İleride az çok ne olduğunu tahmin edebiliyorum ama sesimi çıkarmıyorum. Sabırla bekliyorum. Tıkış tıkış yolda, Erenköy’den Göztepe’ye varmak 10 dakikamızı alıyor... Tahminim doğru çıkıyor. Bir genç askere yollanıyor, yolun ortasında kutlama var. 4-5 araçtan oluşan bir konvoy, sol şeridi iptal etmiş. Bir şerit iptal olunca trafiğin neye döndüğünü bilirsiniz, yolun kalabalığı ondan. Üstelik diğer şoförler “ne oluyor burada” diye yavaşlayınca, iş daha da delirtici bir hal alıyor. ¡ ¡ ¡ Konvoyun durduğu Göztepe ışıklarda kırmızıya takılıyoruz. Hazır durmuşken grubu izliyorum, şahit olduğum sahneler sayesinde aklımı kaçıracak gibi oluyorum... Asker uğurlayanların açık camlara oturup şehri o pozisyonda turladığını bilirsiniz.
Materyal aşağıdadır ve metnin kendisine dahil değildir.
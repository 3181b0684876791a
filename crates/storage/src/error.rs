use catalogchat_core::Error as CoreError;
use thiserror::Error;

/// Storage-specific error types
#[derive(Error, Debug)]
pub enum StorageError {
    #[error("Connection failed: {0}")]
    ConnectionFailed(String),

    #[error("Index not found: {0}")]
    IndexNotFound(String),

    #[error("Invalid vector dimensions: expected {expected}, got {actual}")]
    InvalidDimensions { expected: usize, actual: usize },

    #[error("Storage backend error: {0}")]
    BackendError(String),

    #[error("Rejected SQL statement: {0}")]
    RejectedStatement(String),

    #[error("Serialization error: {0}")]
    SerializationError(String),

    #[error("Invalid configuration: {0}")]
    InvalidConfig(String),
}

impl From<StorageError> for CoreError {
    fn from(err: StorageError) -> Self {
        CoreError::storage(err.to_string())
    }
}
use thiserror::Error;

/// Result type for catalogchat operations
pub type Result<T> = std::result::Result<T, Error>;

/// Main error type for catalogchat operations
#[derive(Error, Debug)]
pub enum Error {
    /// I/O related errors
    #[error("I/O error: {0}")]
    Io(#[from] std::io::Error),

    /// Configuration related errors
    #[error("Configuration error: {0}")]
    Config(String),

    /// Embedding generation errors
    #[error("Embedding error: {0}")]
    Embedding(String),

    /// Storage backend errors (vector index, graph store, catalog database)
    #[error("Storage error: {0}")]
    Storage(String),

    /// LLM call errors
    #[error("LLM error: {0}")]
    Llm(String),

    /// SQL agent errors (generation, validation, execution)
    #[error("Agent error: {0}")]
    Agent(String),

    /// Report generation errors
    #[error("Report error: {0}")]
    Report(String),

    /// Invalid input
    #[error("Invalid input: {0}")]
    InvalidInput(String),

    /// Generic error with context
    #[error("{context}: {source}")]
    WithContext {
        context: String,
        #[source]
        source: Box<dyn std::error::Error + Send + Sync>,
    },

    /// Any other error
    #[error(transparent)]
    Other(#[from] anyhow::Error),
}

impl Error {
    /// Creates a configuration error
    pub fn config(msg: impl Into<String>) -> Self {
        Self::Config(msg.into())
    }

    /// Creates an embedding error
    pub fn embedding(msg: impl Into<String>) -> Self {
        Self::Embedding(msg.into())
    }

    /// Creates a storage error
    pub fn storage(msg: impl Into<String>) -> Self {
        Self::Storage(msg.into())
    }

    /// Creates an LLM error
    pub fn llm(msg: impl Into<String>) -> Self {
        Self::Llm(msg.into())
    }

    /// Creates an agent error
    pub fn agent(msg: impl Into<String>) -> Self {
        Self::Agent(msg.into())
    }

    /// Creates a report error
    pub fn report(msg: impl Into<String>) -> Self {
        Self::Report(msg.into())
    }

    /// Creates an invalid input error
    pub fn invalid_input(msg: impl Into<String>) -> Self {
        Self::InvalidInput(msg.into())
    }

    /// Adds context to any error
    pub fn with_context<E>(context: impl Into<String>, source: E) -> Self
    where
        E: std::error::Error + Send + Sync + 'static,
    {
        Self::WithContext {
            context: context.into(),
            source: Box::new(source),
        }
    }
}

/// Extension trait for adding context to Results
pub trait ResultExt<T> {
    /// Add context to an error
    fn context(self, context: impl Into<String>) -> Result<T>;
}

impl<T, E> ResultExt<T> for std::result::Result<T, E>
where
    E: std::error::Error + Send + Sync + 'static,
{
    fn context(self, context: impl Into<String>) -> Result<T> {
        self.map_err(|e| Error::with_context(context, e))
    }
}

#[cfg(test)]
mod tests {
    use super::*;

    #[test]
    fn test_agent_error_preserves_message() {
        let err = Error::agent("relation \"missing_table\" does not exist");
        assert!(err.to_string().contains("missing_table"));
    }

    #[test]
    fn test_context_extension() {
        let result: std::result::Result<(), std::io::Error> = Err(std::io::Error::new(
            std::io::ErrorKind::NotFound,
            "file gone",
        ));
        let err = result.context("loading config").unwrap_err();
        assert!(err.to_string().contains("loading config"));
    }
}
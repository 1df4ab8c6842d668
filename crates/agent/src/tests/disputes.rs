// Copyright 2023-, Edge & Node, GraphOps, and Semiotic Labs.
// SPDX-License-Identifier: Apache-2.0

use std::{collections::HashMap, str::FromStr, sync::Arc};

use indexer_allocation::DisputeStatus;
use indexer_monitor::{GraphNode, Network, Operator};
use test_assets as assets;
use thegraph_core::alloy::primitives::B256;

use super::mocks::{mock_network, MockBlocks, MockGraphNode, MockMonitor, MockOperator};
use crate::disputes::identify_potential_disputes;

const CLOSED_EPOCH_START: &str =
    "0x28ca20ed537bbeb09e7cbbc8bd11e4340d64c4f6c0ae506b81f83ef5f944e310";
const PREVIOUS_EPOCH_START: &str =
    "0x8debbd9dd9127b5da9e6abf3b661b7d31139d96193eb9d309a7dbaa4c0b52920";
const CLOSED_EPOCH_START_NUMBER: u64 = 19_530_000;
const PREVIOUS_EPOCH_START_NUMBER: u64 = 19_520_000;

struct Harness {
    graph_node: Arc<dyn GraphNode>,
    network: Arc<dyn Network>,
    operator: Arc<MockOperator>,
    operator_handle: Arc<dyn Operator>,
}

/// Reference POIs as the local graph-node reports them: `POI_B` at the
/// epoch start block, `POI_A` at the previous epoch start block.
fn harness(pois: HashMap<(thegraph_core::DeploymentId, u64), B256>) -> Harness {
    let monitor = Arc::new(MockMonitor::default());
    let mut network = mock_network(assets::network_specification(), monitor);
    network.provider = Arc::new(MockBlocks {
        blocks: HashMap::from([
            (CLOSED_EPOCH_START.to_string(), CLOSED_EPOCH_START_NUMBER),
            (
                PREVIOUS_EPOCH_START.to_string(),
                PREVIOUS_EPOCH_START_NUMBER,
            ),
        ]),
    });
    let operator = Arc::new(MockOperator {
        network: assets::NETWORK_IDENTIFIER.to_string(),
        ..Default::default()
    });
    Harness {
        graph_node: Arc::new(MockGraphNode {
            pois,
            ..Default::default()
        }),
        network: Arc::new(network),
        operator: operator.clone(),
        operator_handle: operator,
    }
}

fn reference_pois() -> HashMap<(thegraph_core::DeploymentId, u64), B256> {
    HashMap::from([
        (
            (*assets::DEPLOYMENT_A, CLOSED_EPOCH_START_NUMBER),
            *assets::POI_B,
        ),
        (
            (*assets::DEPLOYMENT_A, PREVIOUS_EPOCH_START_NUMBER),
            *assets::POI_A,
        ),
    ])
}

#[test_log::test(tokio::test)]
async fn a_poi_matching_the_previous_reference_is_valid() {
    let harness = harness(reference_pois());
    let allocation = assets::closed_allocation(
        "0xfa44c72b753a66591f241c7dc04e8178c30e13af",
        *assets::DEPLOYMENT_A,
        953,
        *assets::POI_A,
    );

    identify_potential_disputes(
        &harness.graph_node,
        &harness.network,
        &harness.operator_handle,
        &[allocation.clone()],
        952,
    )
    .await
    .unwrap();

    let stored = harness.operator.stored_disputes.lock().unwrap().clone();
    assert_eq!(stored.len(), 1);
    let dispute = &stored[0];
    assert_eq!(dispute.status, DisputeStatus::Valid);
    assert_eq!(dispute.allocation_id, allocation.id);
    assert_eq!(dispute.closed_epoch, 953);
    assert_eq!(
        dispute.closed_epoch_start_block_number,
        CLOSED_EPOCH_START_NUMBER
    );
    assert_eq!(dispute.protocol_network, assets::NETWORK_IDENTIFIER);
}

#[test_log::test(tokio::test)]
async fn a_poi_matching_no_reference_is_a_potential_dispute() {
    let harness = harness(reference_pois());
    let rogue_poi = B256::from_str(
        "0xcccccccccccccccccccccccccccccccccccccccccccccccccccccccccccccccc",
    )
    .unwrap();
    let allocation = assets::closed_allocation(
        "0xfa44c72b753a66591f241c7dc04e8178c30e13af",
        *assets::DEPLOYMENT_A,
        953,
        rogue_poi,
    );

    identify_potential_disputes(
        &harness.graph_node,
        &harness.network,
        &harness.operator_handle,
        &[allocation],
        952,
    )
    .await
    .unwrap();

    let stored = harness.operator.stored_disputes.lock().unwrap().clone();
    assert_eq!(stored.len(), 1);
    assert_eq!(stored[0].status, DisputeStatus::Potential);
}

#[test_log::test(tokio::test)]
async fn a_missing_reference_poi_is_recorded_as_unavailable() {
    // only the closed-epoch reference is available
    let pois = HashMap::from([(
        (*assets::DEPLOYMENT_A, CLOSED_EPOCH_START_NUMBER),
        *assets::POI_B,
    )]);
    let harness = harness(pois);
    let rogue_poi = B256::from_str(
        "0xcccccccccccccccccccccccccccccccccccccccccccccccccccccccccccccccc",
    )
    .unwrap();
    let allocation = assets::closed_allocation(
        "0xfa44c72b753a66591f241c7dc04e8178c30e13af",
        *assets::DEPLOYMENT_A,
        953,
        rogue_poi,
    );

    identify_potential_disputes(
        &harness.graph_node,
        &harness.network,
        &harness.operator_handle,
        &[allocation],
        952,
    )
    .await
    .unwrap();

    let stored = harness.operator.stored_disputes.lock().unwrap().clone();
    assert_eq!(stored.len(), 1);
    assert_eq!(stored[0].status, DisputeStatus::ReferenceUnavailable);
}

#[test_log::test(tokio::test)]
async fn dispute_identification_is_idempotent() {
    let harness = harness(reference_pois());
    let allocation = assets::closed_allocation(
        "0xfa44c72b753a66591f241c7dc04e8178c30e13af",
        *assets::DEPLOYMENT_A,
        953,
        *assets::POI_A,
    );

    for _ in 0..2 {
        identify_potential_disputes(
            &harness.graph_node,
            &harness.network,
            &harness.operator_handle,
            &[allocation.clone()],
            952,
        )
        .await
        .unwrap();
    }

    assert_eq!(harness.operator.stored_disputes.lock().unwrap().len(), 1);
}

#[test_log::test(tokio::test)]
async fn allocations_without_epoch_start_hashes_are_skipped() {
    let harness = harness(reference_pois());
    let mut allocation = assets::closed_allocation(
        "0xfa44c72b753a66591f241c7dc04e8178c30e13af",
        *assets::DEPLOYMENT_A,
        953,
        *assets::POI_A,
    );
    allocation.closed_at_epoch_start_block_hash = None;

    identify_potential_disputes(
        &harness.graph_node,
        &harness.network,
        &harness.operator_handle,
        &[allocation],
        952,
    )
    .await
    .unwrap();

    assert!(harness.operator.stored_disputes.lock().unwrap().is_empty());
}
Burada da manzara şu: İki kadın bir erkek camlara oturmuş, “arabanın tavanında” muhabbet ediyorlar. İçlerinden erkek olanı, elindeki bira şişesini kızlara gösteriyor ve arkasındaki kaldırıma doğru büyük bir gururla sallıyor. Her gün, insanların yürüdüğü, pusetli annelerin bebeklerin gezdirdiği, çocukların yürüdüğü kaldırıma. Bira şişesi kaldırımda patlıyor, her yer cam kırığı... Bu anlar, MOBESE kameralarında kayıtlıdır, eminim. İstanbul Emniyet Müdürlüğü’nün perşembe gecesi saat 24 civarı Bağdat Caddesi Göztepe ışıklarda eşkıyalık yapan bu grubun bir suç işlediğini gözden kaçırmayacağını düşünüyorum. ¡ ¡ ¡ Söyler misiniz, asker uğurlamanın “olayı” toplumsal alanlara zarar vermek, trafiğin durdurma hakkına sahip olmak, kendi canlarıyla birlikte başkalarının canlarını tehlikeye atmak mı? Türkiye’nin dört bir yanında her asker alımı döneminde bu yaşanmak zorunda mı? Ha, vahim bir mesele daha var. Bilirsiniz, bu konvoylar durmaksızın korna çalar... Aralarında kalırsanız, tamamen kaotik bir ortamın içinde bulursunuz kendinizi. Bulunduğunuz yerden kımıldayamazsınız, korna çalsanız bir işe yaramaz... Onların keyfini, kutlamalarını bitirmelerini beklemek zorundasınızdır. Peki, bir aracın içinde, acil hastaneye yetiştirilmesi gereken biri varsa ne olur? Cevabı ben vereyim: Korna çaldığınızda, selektör yaptığınızda konvoydakiler kutlamalarına ortak olduğunuzu sanır, yol vermeleri gerektiğini fark bile etmezler. ¡ ¡ ¡ İşin acı tarafı, trafik ekipleri asker uğurlayanlara müdahale etmiyor. Bu insanların başkalarının canını tehlikeye atmalarının, kişisel hak ve özgür-lüklere tecavüz etme-lerinin ve basbayağı suç işliyor oldukları ger-çeğinin bir önemi yok mu? Asker uğurladıkları için kısa süreli dokunulmazlık mı kazanıyorlar? Bilelim.
At değil, otomobil!
Evvelki gün “Trafikte İspanyol modeli tek çözüm” diyordum ya, İspanyol modeline gelene kadar epey yolumuz var aslında. Baksanıza, birilerine önce binilen taşıtın bir at değil, otomobil olduğunu dolayısıyla camları sonuna kadar açarak yan pozisyonda at biner gibi binilemeyeceğini anlatmak lazımmış. Bir yerden bir yere ulaşmak için tasarlanmış caddeleri ve sokakları tıkamanın, herhangi bir geçerli sebebi olamayacağını açık ve seçik ifade etmek lazımmış. Söyler misiniz, “kutlama” için yol tıkamak nedir, nasıl bir şeydir, nasıl bir akıl şaşmasıdır? Yine aynı adamlara, toplu yaşanan alanlara zarar vermenin, tabanca ateşlemenin ya da etrafa pisliklerini saçmanın yine asker uğurlamakla bir ilişkisi olmadığını anlatmak lazımmış. “Eğlenceli veda” kılıfına geçirilmiş bir ölüm oyunu oynadıklarını fark etmelerini sağlamak lazımmış. Bazen hakikaten toplu olarak delirdiğimizi düşünüyorum...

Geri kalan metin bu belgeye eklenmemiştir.